Similar: http://stackoverflow.com/questions/91784
I have a feeling this is impossible and I'm going to have to do it the tedious way, but I'll see what you guys have to say.
I have a pretty big table, about 4 million rows, and 50-odd columns. It has a column that is supposed to be unique, Episode. Unfortunately, Episode is not unique - the logic behind this was that occasionally other fields in the row change, despite Episode being repeated. However, there is an actually unique column, Sequence.
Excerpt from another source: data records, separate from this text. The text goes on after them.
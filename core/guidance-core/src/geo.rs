//! Bearing, angle normalization and smoothing helpers.
//!
//! All angles are degrees. Nothing here holds state.

use crate::types::Coordinate;

/// Mean Earth radius in meters (IUGG).
const EARTH_RADIUS_M: f64 = 6_371_008.8;

/// Initial great-circle bearing from `from` to `to`, in [0, 360).
pub fn bearing_degrees(from: &Coordinate, to: &Coordinate) -> f64 {
    let lat1 = from.latitude.to_radians();
    let lat2 = to.latitude.to_radians();
    let d_lon = (to.longitude - from.longitude).to_radians();

    let y = d_lon.sin() * lat2.cos();
    let x = lat1.cos() * lat2.sin() - lat1.sin() * lat2.cos() * d_lon.cos();

    normalize_360(y.atan2(x).to_degrees())
}

/// Haversine distance in meters.
pub fn distance_meters(a: &Coordinate, b: &Coordinate) -> f64 {
    let lat1 = a.latitude.to_radians();
    let lat2 = b.latitude.to_radians();
    let d_lat = (b.latitude - a.latitude).to_radians();
    let d_lon = (b.longitude - a.longitude).to_radians();

    let h = (d_lat / 2.0).sin().powi(2) + lat1.cos() * lat2.cos() * (d_lon / 2.0).sin().powi(2);
    2.0 * EARTH_RADIUS_M * h.sqrt().min(1.0).asin()
}

/// Floored modulo into [0, 360).
pub fn normalize_360(degrees: f64) -> f64 {
    let d = degrees.rem_euclid(360.0);
    // rem_euclid rounds tiny negatives up to exactly 360
    if d >= 360.0 {
        0.0
    } else {
        d
    }
}

/// Reduce into (-180, 180].
pub fn normalize_180(degrees: f64) -> f64 {
    let d = normalize_360(degrees);
    if d > 180.0 {
        d - 360.0
    } else {
        d
    }
}

/// Exponential low-pass filter on a circular quantity.
///
/// Moves `previous` toward `next` along the shorter arc by a factor of
/// `1 - exp(-delta_time / smoothing_time)`. Without a previous value, or with a
/// non-positive time step or time constant, `next` is returned unfiltered.
/// Result is in (-180, 180].
pub fn smooth_angle_degrees(
    previous: Option<f64>,
    next: f64,
    delta_time: f64,
    smoothing_time: f64,
) -> f64 {
    let Some(previous) = previous else {
        return normalize_180(next);
    };
    if delta_time <= 0.0 || smoothing_time <= 0.0 {
        return normalize_180(next);
    }

    let alpha = 1.0 - (-delta_time / smoothing_time).exp();
    let delta = normalize_180(next - previous);
    normalize_180(previous + delta * alpha)
}

#[cfg(test)]
mod tests {
    use super::*;

    fn approx(a: f64, b: f64) -> bool {
        (a - b).abs() < 1e-6
    }

    #[test]
    fn bearing_cardinal_directions() {
        let origin = Coordinate::new(0.0, 0.0);
        let north = bearing_degrees(&origin, &Coordinate::new(1.0, 0.0));
        let east = bearing_degrees(&origin, &Coordinate::new(0.0, 1.0));
        let south = bearing_degrees(&origin, &Coordinate::new(-1.0, 0.0));
        let west = bearing_degrees(&origin, &Coordinate::new(0.0, -1.0));

        assert!(north.abs() < 0.1, "expected ~0, got {north}");
        assert!((east - 90.0).abs() < 0.1, "expected ~90, got {east}");
        assert!((south - 180.0).abs() < 0.1, "expected ~180, got {south}");
        assert!((west - 270.0).abs() < 0.1, "expected ~270, got {west}");
    }

    #[test]
    fn bearing_to_same_point_is_in_range() {
        let p = Coordinate::new(35.68, 139.76);
        let b = bearing_degrees(&p, &p);
        assert!((0.0..360.0).contains(&b));
    }

    #[test]
    fn distance_one_degree_of_latitude() {
        let d = distance_meters(&Coordinate::new(0.0, 0.0), &Coordinate::new(1.0, 0.0));
        assert!((d - 111_195.0).abs() < 10.0, "got {d}");
    }

    #[test]
    fn distance_is_symmetric_and_zero_on_self() {
        let a = Coordinate::new(35.6812, 139.7671);
        let b = Coordinate::new(35.6586, 139.7454);
        assert!(approx(distance_meters(&a, &b), distance_meters(&b, &a)));
        assert_eq!(distance_meters(&a, &a), 0.0);
    }

    #[test]
    fn normalize_360_handles_negatives() {
        assert!(approx(normalize_360(-10.0), 350.0));
        assert!(approx(normalize_360(-370.0), 350.0));
        assert!(approx(normalize_360(720.0), 0.0));
        assert!(approx(normalize_360(359.5), 359.5));
    }

    #[test]
    fn normalize_180_boundaries() {
        assert!(approx(normalize_180(180.0), 180.0));
        assert!(approx(normalize_180(-180.0), 180.0));
        assert!(approx(normalize_180(181.0), -179.0));
        assert!(approx(normalize_180(-190.0), 170.0));
        assert!(approx(normalize_180(0.0), 0.0));
    }

    #[test]
    fn normalize_ranges_hold_for_many_inputs() {
        let mut x = -10_000.0;
        while x <= 10_000.0 {
            let n360 = normalize_360(x);
            let n180 = normalize_180(x);
            assert!((0.0..360.0).contains(&n360), "normalize_360({x}) = {n360}");
            assert!(n180 > -180.0 && n180 <= 180.0, "normalize_180({x}) = {n180}");
            assert!(approx(normalize_360(n360), n360), "not idempotent at {x}");
            assert!(approx(normalize_180(n180), n180), "not idempotent at {x}");
            x += 7.3;
        }
    }

    #[test]
    fn normalize_360_never_returns_360_for_tiny_negatives() {
        let n = normalize_360(-1e-20);
        assert!((0.0..360.0).contains(&n), "got {n}");
    }

    #[test]
    fn smoothing_takes_the_short_way_around() {
        let smoothed = smooth_angle_degrees(Some(10.0), 350.0, 1.0, 1.0);
        // Shortest arc from 10 to 350 is -20 degrees through 0.
        let expected = 10.0 - 20.0 * (1.0 - (-1.0f64).exp());
        assert!(approx(smoothed, expected), "got {smoothed}");
        assert!(smoothed < 10.0 && smoothed > -10.0);
    }

    #[test]
    fn smoothing_without_previous_returns_next() {
        assert!(approx(smooth_angle_degrees(None, 270.0, 1.0, 1.0), -90.0));
    }

    #[test]
    fn smoothing_with_degenerate_times_returns_next() {
        assert!(approx(smooth_angle_degrees(Some(0.0), 45.0, 0.0, 1.0), 45.0));
        assert!(approx(smooth_angle_degrees(Some(0.0), 45.0, -1.0, 1.0), 45.0));
        assert!(approx(smooth_angle_degrees(Some(0.0), 45.0, 1.0, 0.0), 45.0));
    }

    #[test]
    fn smoothing_converges_with_long_time_steps() {
        let smoothed = smooth_angle_degrees(Some(170.0), -170.0, 100.0, 0.1);
        assert!(approx(smoothed.abs(), 170.0), "got {smoothed}");
        assert!(smoothed < 0.0);
    }
}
I want to try and identify rows that have the same episode number, but something different between them (aside from sequence), so I can pick out how often this occurs, and whether it's worth allowing for or I should just nuke the rows and ignore possible mild discrepancies.
My hope is to create a table that shows the Episode number, and a column for each table column, identifying the value on both sides, where they are different:
SELECT Episode,
CASE WHEN a.Value1<>b.Value1
THEN a.Value1 + ',' + b.Value1
ELSE '' END AS Value1,
CASE WHEN a.Value2<>b.Value2
THEN a.Value2 + ',' + b.Value2
ELSE '' END AS Value2
FROM Table1 a INNER JOIN Table1 b ON a.Episode = b.Episode
WHERE a.Value1<>b.Value1
OR a.Value2<>b.Value2
(That is probably full of holes, but the idea of highlighting changed values comes through, I hope.)
Unfortunately, making a query like that for fifty columns is pretty painful. Obviously, it doesn't exactly have to be rock-solid if it will only be used the once, but at the same time, the more copy-pasta the code, the more likely something will be missed. As far as I know, I can't just do a search for DISTINCT, since Sequence is distinct and the same row will pop up as different.
Does anyone have a query or function that might help? Either something that will output a query result similar to the above, or a different solution? As I said, right now I'm not really looking to remove the duplicates, just identify them.